CFD Online Logo CFD Online URL
Home > Forums > General Forums > Hardware

A machine specifically for meshing?

Register Blogs Members List Search Today's Posts Mark Forums Read

Like Tree2Likes
  • 1 Post By flotus1
  • 1 Post By Simbelmynė

LinkBack Thread Tools Search this Thread Display Modes
Old   July 2, 2020, 17:01
Default A machine specifically for meshing?
New Member
Join Date: Jan 2020
Posts: 8
Rep Power: 3
Allen_ is on a distinguished road
My basic problem is that I have a little cluster that seems is able to solve much more than I'm able to mesh. Each node is 24 cores and 128GB ram, and I just dropped a graphics card in the first node and do most of my meshing on it via Parsec. I'm trying to really crank up the resolution of some of my models but I seem to be running out of ram, so I've decided to build a "workstation node" specifically for this problem, but this is something I'm having a hard time finding specific information for. Certainly there's some disconnect between "what makes a good CFD machine" and "what makes a good meshing machine," but where exactly do the differences lie? Obviously the CFD work is directly dependent on memory bandwidth, but is mesh generation? It can certainly use lots of memory, but is the memory performance critical in the same way that it is during solving?

OK, suppose you had access to a small cluster comprised of numerous but lower clocked compute nodes, and all of your CAD work is well-handled by w-laptop/dock stations.
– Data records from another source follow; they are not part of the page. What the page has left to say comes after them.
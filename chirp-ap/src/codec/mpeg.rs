//! MPEG audio frame headers
//!
//! Elementary MP3 files are a sequence of self-delimiting frames, optionally
//! preceded by an ID3v2 tag. The decoder stages bytes until one complete
//! frame is available, so it needs the frame length from the 4-byte header:
//!
//! ```text
//! sync(11) version(2) layer(2) protection(1)
//! bitrate(4) sample_rate(2) padding(1) private(1)
//! channel_mode(2) mode_ext(2) copyright(1) original(1) emphasis(2)
//! ```

/// Frame header length
pub const MPEG_HEADER_LEN: usize = 4;

/// ID3v2 tag header length
pub const ID3_HEADER_LEN: usize = 10;

#[derive(Debug, Clone, Copy, PartialEq, Eq)]
pub enum MpegVersion {
    Mpeg1,
    Mpeg2,
    Mpeg25,
}

#[derive(Debug, Clone, Copy, PartialEq, Eq)]
pub enum MpegLayer {
    Layer1,
    Layer2,
    Layer3,
}

/// Bitrates in kbit/s, index 0 (free format) and 15 (bad) excluded by the parser
const BITRATES_V1_L1: [u32; 15] = [0, 32, 64, 96, 128, 160, 192, 224, 256, 288, 320, 352, 384, 416, 448];
const BITRATES_V1_L2: [u32; 15] = [0, 32, 48, 56, 64, 80, 96, 112, 128, 160, 192, 224, 256, 320, 384];
const BITRATES_V1_L3: [u32; 15] = [0, 32, 40, 48, 56, 64, 80, 96, 112, 128, 160, 192, 224, 256, 320];
const BITRATES_V2_L1: [u32; 15] = [0, 32, 48, 56, 64, 80, 96, 112, 128, 144, 160, 176, 192, 224, 256];
const BITRATES_V2_L23: [u32; 15] = [0, 8, 16, 24, 32, 40, 48, 56, 64, 80, 96, 112, 128, 144, 160];

const SAMPLE_RATES_V1: [u32; 3] = [44_100, 48_000, 32_000];
const SAMPLE_RATES_V2: [u32; 3] = [22_050, 24_000, 16_000];
const SAMPLE_RATES_V25: [u32; 3] = [11_025, 12_000, 8_000];

/// Decoded MPEG audio frame header
#[derive(Debug, Clone, Copy, PartialEq, Eq)]
pub struct FrameHeader {
    pub version: MpegVersion,
    pub layer: MpegLayer,
    pub bitrate_kbps: u32,
    pub sample_rate: u32,
    pub channels: u16,
    pub padding: bool,
    /// Whole frame length in bytes, header included
    pub frame_length: usize,
}

impl FrameHeader {
    /// Parse a frame header from the start of `buf`
    ///
    /// Free-format and reserved field values are rejected.
    pub fn parse(buf: &[u8]) -> Option<Self> {
        if buf.len() < MPEG_HEADER_LEN {
            return None;
        }
        if buf[0] != 0xFF || buf[1] & 0xE0 != 0xE0 {
            return None;
        }

        let version = match (buf[1] >> 3) & 0x03 {
            0b00 => MpegVersion::Mpeg25,
            0b10 => MpegVersion::Mpeg2,
            0b11 => MpegVersion::Mpeg1,
            _ => return None,
        };
        let layer = match (buf[1] >> 1) & 0x03 {
            0b01 => MpegLayer::Layer3,
            0b10 => MpegLayer::Layer2,
            0b11 => MpegLayer::Layer1,
            _ => return None,
        };

        let bitrate_index = (buf[2] >> 4) as usize;
        let rate_index = ((buf[2] >> 2) & 0x03) as usize;
        if bitrate_index == 0 || bitrate_index == 15 || rate_index == 3 {
            return None;
        }

        let bitrate_kbps = match (version, layer) {
            (MpegVersion::Mpeg1, MpegLayer::Layer1) => BITRATES_V1_L1[bitrate_index],
            (MpegVersion::Mpeg1, MpegLayer::Layer2) => BITRATES_V1_L2[bitrate_index],
            (MpegVersion::Mpeg1, MpegLayer::Layer3) => BITRATES_V1_L3[bitrate_index],
            (_, MpegLayer::Layer1) => BITRATES_V2_L1[bitrate_index],
            (_, _) => BITRATES_V2_L23[bitrate_index],
        };
        let sample_rate = match version {
            MpegVersion::Mpeg1 => SAMPLE_RATES_V1[rate_index],
            MpegVersion::Mpeg2 => SAMPLE_RATES_V2[rate_index],
            MpegVersion::Mpeg25 => SAMPLE_RATES_V25[rate_index],
        };

        let padding = (buf[2] >> 1) & 0x01 == 1;
        let channels = if buf[3] >> 6 == 0b11 { 1 } else { 2 };

        let bitrate = bitrate_kbps * 1000;
        let pad = padding as u32;
        let frame_length = match (version, layer) {
            (_, MpegLayer::Layer1) => (12 * bitrate / sample_rate + pad) * 4,
            (MpegVersion::Mpeg1, _) | (_, MpegLayer::Layer2) => 144 * bitrate / sample_rate + pad,
            (_, MpegLayer::Layer3) => 72 * bitrate / sample_rate + pad,
        } as usize;

        Some(Self {
            version,
            layer,
            bitrate_kbps,
            sample_rate,
            channels,
            padding,
            frame_length,
        })
    }

    /// PCM frames produced per channel by one compressed frame
    pub fn samples_per_frame(&self) -> usize {
        match (self.version, self.layer) {
            (_, MpegLayer::Layer1) => 384,
            (_, MpegLayer::Layer2) | (MpegVersion::Mpeg1, MpegLayer::Layer3) => 1152,
            (_, MpegLayer::Layer3) => 576,
        }
    }
}

/// Total length of an ID3v2 tag starting at `buf[0]`, footer included
///
/// Returns `None` when `buf` does not start with a complete ID3v2 header.
pub fn id3v2_tag_len(buf: &[u8]) -> Option<usize> {
    if buf.len() < ID3_HEADER_LEN || &buf[..3] != b"ID3" {
        return None;
    }
    // Size is four 7-bit bytes (syncsafe)
    if buf[6..10].iter().any(|b| b & 0x80 != 0) {
        return None;
    }
    let size = buf[6..10]
        .iter()
        .fold(0usize, |acc, &b| (acc << 7) | (b & 0x7F) as usize);
    let footer = if buf[5] & 0x10 != 0 { ID3_HEADER_LEN } else { 0 };
    Some(ID3_HEADER_LEN + size + footer)
}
You'd need to build a machine that can generate larger meshes in a reasonable amount of time, so what do you look for?

To start with I'd assume that you'd want ECC memory just for reliability... we wouldn't want instances where we come back in the following day to find failed meshes and wondering why when there was nothing actually wrong with the setup. And what about memory channels? In CFD we know that more is better, but is it that important in mesh generation? I know I need a lot of ram, but for instance would a fast cpu(let's say 8 cores) and 256GB over two channels be slower than a cheaper, slower(but also 8 cores) cpu with the same amount of ram over four channels?

As for CPU selection, we know that TR is a bad buy for solving CFD, but would it be an ideal chip for meshing? If the number of memory channels isn't important(or is it???) and ECC isn't important(again, ???), then would the 8 core Ryzen chips like the 3800X make for good meshing?

I'd appreciate anyone who knows or has any insights to chime in. System selection in this forum seems to be centered on the solving aspect of CFD. However, it seems that in many cases different parts of the problem are done on different computers, so it follows that different systems would be better optimized for these different tasks. I just don't see where it's ever discussed here, and there are very few places to look that have the same kind of knowledge base as this forum.
Allen_ is offline   Reply With Quote

Old   July 2, 2020, 18:52
Super Moderator
flotus1's Avatar
Join Date: Jun 2012
Location: Germany
Posts: 2,756
Rep Power: 39
flotus1 has a spectacular aura aboutflotus1 has a spectacular aura about
Having developed both CFD solvers and grid generators, I feel qualified to make an educated guess.

First things first: the easy way would be to just drop in more RAM into that first node. It might not be quite as fast for meshing as a purpose-built machine, but definitely cheaper. And depending on what exactly these compute nodes look like, the performance difference might not be huge compared to a purpose-built workstation.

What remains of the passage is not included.